Lecture rébarbative, s'il en est (cinq titres, près de 50 articles…) et, si l'assassin habite au 21, la "truffe", elle, réside au numéro 46 ! Comme pour les vraies truffes, fallait du courage et de la persévérance pour la trouver…

Citation de Le préfet :


C. Livraisons

Article 46
Quand le chargement et le déchargement des marchandises ne peuvent avoir lieu dans les cours, ils peuvent être effectués à l'extérieur aux conditions suivantes :
a) le stationnement doit se faire en file simple, sauf sur les points où le stationnement en bataille est permis,
b) de 9 heures à 21 heures, tous objets, marchandises, denrées, matières quelconques ou les récipients et emballages qui les contiennent ne doivent pas être entreposés sur le sol mais portés directement de l'immeuble au véhicule ou inversement.
De 21 heures à 9 heures, les marchandises, les récipients ou emballages déposés sur les trottoirs au droit des locaux commerciaux réceptionnaires ne doivent, en aucun cas, occuper plus d'un tiers de la largeur du trottoir, la partie réservée à la circulation des piétons ne devant pas être inférieure à 1, 20m.
Les réceptionnaires des livraisons sont responsables de l'étendue et de la durée de ces emprises,
c) les opérations doivent être effectuées par un personnel suffisant afin d'être raides,
d) les opérations ne doivent pas être bruyantes.
Le tuyau dont on se sert pour le chargement ou le déchargement d'un produit doit être signalé en tout temps au moyen d'un panneau visible de jour comme de nuit.
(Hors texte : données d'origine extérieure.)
//! Matchscout — football fixture filter engine
//!
//! Users define filters (condition lists over fixture and team-form fields),
//! backtest them against historical results, and get Telegram alerts when an
//! upcoming fixture matches.
//!
//! ## Architecture
//!
//! ```text
//! Scanner (periodic) → Compiler (rules → SQL) → SQLite fixtures/stats
//!       ↓ enqueue                                       ↑
//! Worker (job queue) → Notifier (Telegram, rate-limited)
//!       ↓
//! Backtest Engine (simulate, aggregate, analytics, cache)
//! ```

pub mod backtest;
pub mod compiler;
pub mod config;
pub mod error;
pub mod live;
pub mod notify;
pub mod rules;
pub mod scanner;
pub mod storage;
pub mod types;
pub mod worker;

#[cfg(test)]
mod types_tests;
#[cfg(test)]
pub(crate) mod test_util;
//! Extended backtest analytics
//!
//! All functions take the chronological bet sequence produced by the engine.
//! Pushes are transparent everywhere: they break no streak and stake no
//! money, they only appear in the monthly counts.

use crate::types::BetResult;
use chrono::Datelike;
use rust_decimal::{Decimal, MathematicalOps};
use rust_decimal_macros::dec;
use serde::{Deserialize, Serialize};

use super::SimulatedBet;

/// Profit-curve length cap; longer runs are downsampled by a fixed stride.
pub const MAX_CURVE_POINTS: usize = 1000;

#[derive(Debug, Clone, Serialize, Deserialize)]
pub struct Analytics {
    pub streaks: Streaks,
    pub monthly: Vec<MonthlyRow>,
    pub drawdown: Drawdown,
    pub profit_curve: Vec<CurvePoint>,
    /// Fractional Kelly stake suggested by the realized edge, 0 when the
    /// edge is non-positive.
    pub kelly_fraction: Decimal,
    pub win_rate_ci: ConfidenceInterval,
}

/// Win/loss streaks. `current` is signed by the most recent non-push run:
/// positive for wins, negative for losses, 0 when nothing has decided yet.
#[derive(Debug, Clone, Copy, PartialEq, Eq, Serialize, Deserialize)]
pub struct Streaks {
    pub current: i32,
    pub longest_win: u32,
    pub longest_loss: u32,
}

#[derive(Debug, Clone, PartialEq, Serialize, Deserialize)]
pub struct MonthlyRow {
    /// `YYYY-MM` of the fixture month.
    pub month: String,
    pub wins: u32,
    pub losses: u32,
    pub pushes: u32,
    pub profit: Decimal,
    pub win_rate: Decimal,
}

#[derive(Debug, Clone, PartialEq, Serialize, Deserialize)]
pub struct Drawdown {
    pub peak_balance: Decimal,
    pub max_drawdown: Decimal,
    /// Max drawdown as a percentage of the peak at the time, 0 when the
    /// balance never rose above 0.
    pub max_drawdown_pct: Decimal,
    pub current_drawdown: Decimal,
    pub current_drawdown_pct: Decimal,
}

#[derive(Debug, Clone, Copy, PartialEq, Serialize, Deserialize)]
pub struct CurvePoint {
    /// Sequential match index the cumulative value belongs to.
    pub index: u32,
    pub cumulative_profit: Decimal,
}

/// 95% interval on the win rate, in percent.
#[derive(Debug, Clone, Copy, PartialEq, Serialize, Deserialize)]
pub struct ConfidenceInterval {
    pub lower: Decimal,
    pub upper: Decimal,
}

pub fn compute(bets: &[SimulatedBet]) -> Analytics {
    Analytics {
        streaks: streaks(bets),
        monthly: monthly(bets),
        drawdown: drawdown(bets),
        profit_curve: profit_curve(bets),
        kelly_fraction: kelly_fraction(bets),
        win_rate_ci: win_rate_ci(bets),
    }
}

pub fn streaks(bets: &[SimulatedBet]) -> Streaks {
    let mut longest_win = 0u32;
    let mut longest_loss = 0u32;
    let mut run = 0i32; // positive while winning, negative while losing

    for bet in bets {
        match bet.result {
            BetResult::Win => {
                run = if run > 0 { run + 1 } else { 1 };
                longest_win = longest_win.max(run as u32);
            }
            BetResult::Loss => {
                run = if run < 0 { run - 1 } else { -1 };
                longest_loss = longest_loss.max(run.unsigned_abs());
            }
            // Pushes neither extend nor break the run.
            BetResult::Push | BetResult::Pending => {}
        }
    }

    Streaks {
        current: run,
        longest_win,
        longest_loss,
    }
}

pub fn monthly(bets: &[SimulatedBet]) -> Vec<MonthlyRow> {
    let mut rows: Vec<MonthlyRow> = Vec::new();

    for bet in bets {
        let month = format!("{:04}-{:02}", bet.kickoff.year(), bet.kickoff.month());
        let idx = match rows.iter().position(|r| r.month == month) {
            Some(idx) => idx,
            None => {
                rows.push(MonthlyRow {
                    month,
                    wins: 0,
                    losses: 0,
                    pushes: 0,
                    profit: Decimal::ZERO,
                    win_rate: Decimal::ZERO,
                });
                rows.len() - 1
            }
        };
        let row = &mut rows[idx];
        match bet.result {
            BetResult::Win => row.wins += 1,
            BetResult::Loss => row.losses += 1,
            BetResult::Push | BetResult::Pending => row.pushes += 1,
        }
        row.profit += bet.profit;
    }

    for row in &mut rows {
        let decided = row.wins + row.losses;
        if decided > 0 {
            row.win_rate =
                (Decimal::from(row.wins) / Decimal::from(decided) * dec!(100)).round_dp(2);
        }
    }
    rows.sort_by(|a, b| a.month.cmp(&b.month));
    rows
}

pub fn drawdown(bets: &[SimulatedBet]) -> Drawdown {
    let mut balance = Decimal::ZERO;
    let mut peak = Decimal::ZERO;
    let mut max_dd = Decimal::ZERO;
    let mut max_dd_pct = Decimal::ZERO;

    for bet in bets {
        balance += bet.profit;
        peak = peak.max(balance);
        let dd = peak - balance;
        if dd > max_dd {
            max_dd = dd;
            max_dd_pct = pct_of(dd, peak);
        }
    }

    let current = peak - balance;
    Drawdown {
        peak_balance: peak,
        max_drawdown: max_dd,
        max_drawdown_pct: max_dd_pct,
        current_drawdown: current,
        current_drawdown_pct: pct_of(current, peak),
    }
}

fn pct_of(value: Decimal, base: Decimal) -> Decimal {
    if base <= Decimal::ZERO {
        Decimal::ZERO
    } else {
        (value / base * dec!(100)).round_dp(2)
    }
}

pub fn profit_curve(bets: &[SimulatedBet]) -> Vec<CurvePoint> {
    let mut cumulative = Decimal::ZERO;
    let full: Vec<CurvePoint> = bets
        .iter()
        .enumerate()
        .map(|(i, bet)| {
            cumulative += bet.profit;
            CurvePoint {
                index: i as u32,
                cumulative_profit: cumulative,
            }
        })
        .collect();

    if full.len() <= MAX_CURVE_POINTS {
        return full;
    }
    let stride = full.len().div_ceil(MAX_CURVE_POINTS);
    full.into_iter().step_by(stride).collect()
}

/// Full Kelly for even-sequence betting: f* = (b·p − q) / b, with p the
/// realized win rate, q = 1 − p, and b the average net odds of the decided
/// bets. Negative edges clamp to zero.
pub fn kelly_fraction(bets: &[SimulatedBet]) -> Decimal {
    let decided: Vec<&SimulatedBet> = bets
        .iter()
        .filter(|b| matches!(b.result, BetResult::Win | BetResult::Loss))
        .collect();
    if decided.is_empty() {
        return Decimal::ZERO;
    }

    let n = Decimal::from(decided.len());
    let wins = decided
        .iter()
        .filter(|b| b.result == BetResult::Win)
        .count();
    let p = Decimal::from(wins) / n;
    let q = Decimal::ONE - p;
    let avg_odds: Decimal = decided.iter().map(|b| b.odds).sum::<Decimal>() / n;
    let b = avg_odds - Decimal::ONE;
    if b <= Decimal::ZERO {
        return Decimal::ZERO;
    }

    let kelly = (b * p - q) / b;
    kelly.max(Decimal::ZERO).round_dp(4)
}

/// 95% normal-approximation interval on the win rate, clamped to [0, 100].
pub fn win_rate_ci(bets: &[SimulatedBet]) -> ConfidenceInterval {
    let wins = bets.iter().filter(|b| b.result == BetResult::Win).count();
    let losses = bets.iter().filter(|b| b.result == BetResult::Loss).count();
    let n = wins + losses;
    if n == 0 {
        return ConfidenceInterval {
            lower: Decimal::ZERO,
            upper: Decimal::ZERO,
        };
    }

    let n_dec = Decimal::from(n);
    let p = Decimal::from(wins) / n_dec;
    let variance = p * (Decimal::ONE - p) / n_dec;
    let half = dec!(1.96) * variance.sqrt().unwrap_or(Decimal::ZERO);

    ConfidenceInterval {
        lower: ((p - half).max(Decimal::ZERO) * dec!(100)).round_dp(2),
        upper: ((p + half).min(Decimal::ONE) * dec!(100)).round_dp(2),
    }
}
Or, on m'a dit par ailleurs que le droit pénal était d'interprétation stricte, qu'on ne pouvait donc tirer des conclusions hâtives et indirectes à la lecture d'un texte et qu'en cas de divergence, seuls les textes originaux faisaient foi, sauf abrogation ou modification dûment signalées.

J'aimerai donc qu'on m'explique, sans verser ni dans la gaudriole franchouillarde, ni dans la gauloiserie de bas étage, ni dans la vulgarité de mauvais aloi, le sens qu'on peut attribuer au paragraphe c), lequel semble viser, soit les réceptionnaires de livraisons, mentionnés à l'alinéa précédent, soit le "personnel suffisant", soit peut-être les deux à la fois, les uns "prenant la responsabilité" des autres.
Je rappelle de suite que, s'agissant d'une réglementation propre à la ville de Paris, et pour éviter tout dérapage intempestif et scabreux indigne d'un forum aussi sérieux, que ce n'est pas le maire actuel qui a signé ce document, mais le préfet de l'époque, dont l'histoire n'a pas retenu ses préférences émotionnelles…
Et j'aimerais également savoir, au cas où l'interprétation stricte devait prévaloir, ce que l'on entend exactement par " l'étendue et (…) la durée de ces emprises".
J'ose à peine poser une question similaire sur le sens exact du paragraphe d) – pour le premier alinéa, j'ai à peu près compris - et je n'irai pas jusqu'à dire que je ne vois pas du tout ce que le préfet entend par là, pour reprendre une belle formule de Pierre Dac, ni à propos du "tuyau dont on se sert", ni à propos du "déchargement d'un produit"…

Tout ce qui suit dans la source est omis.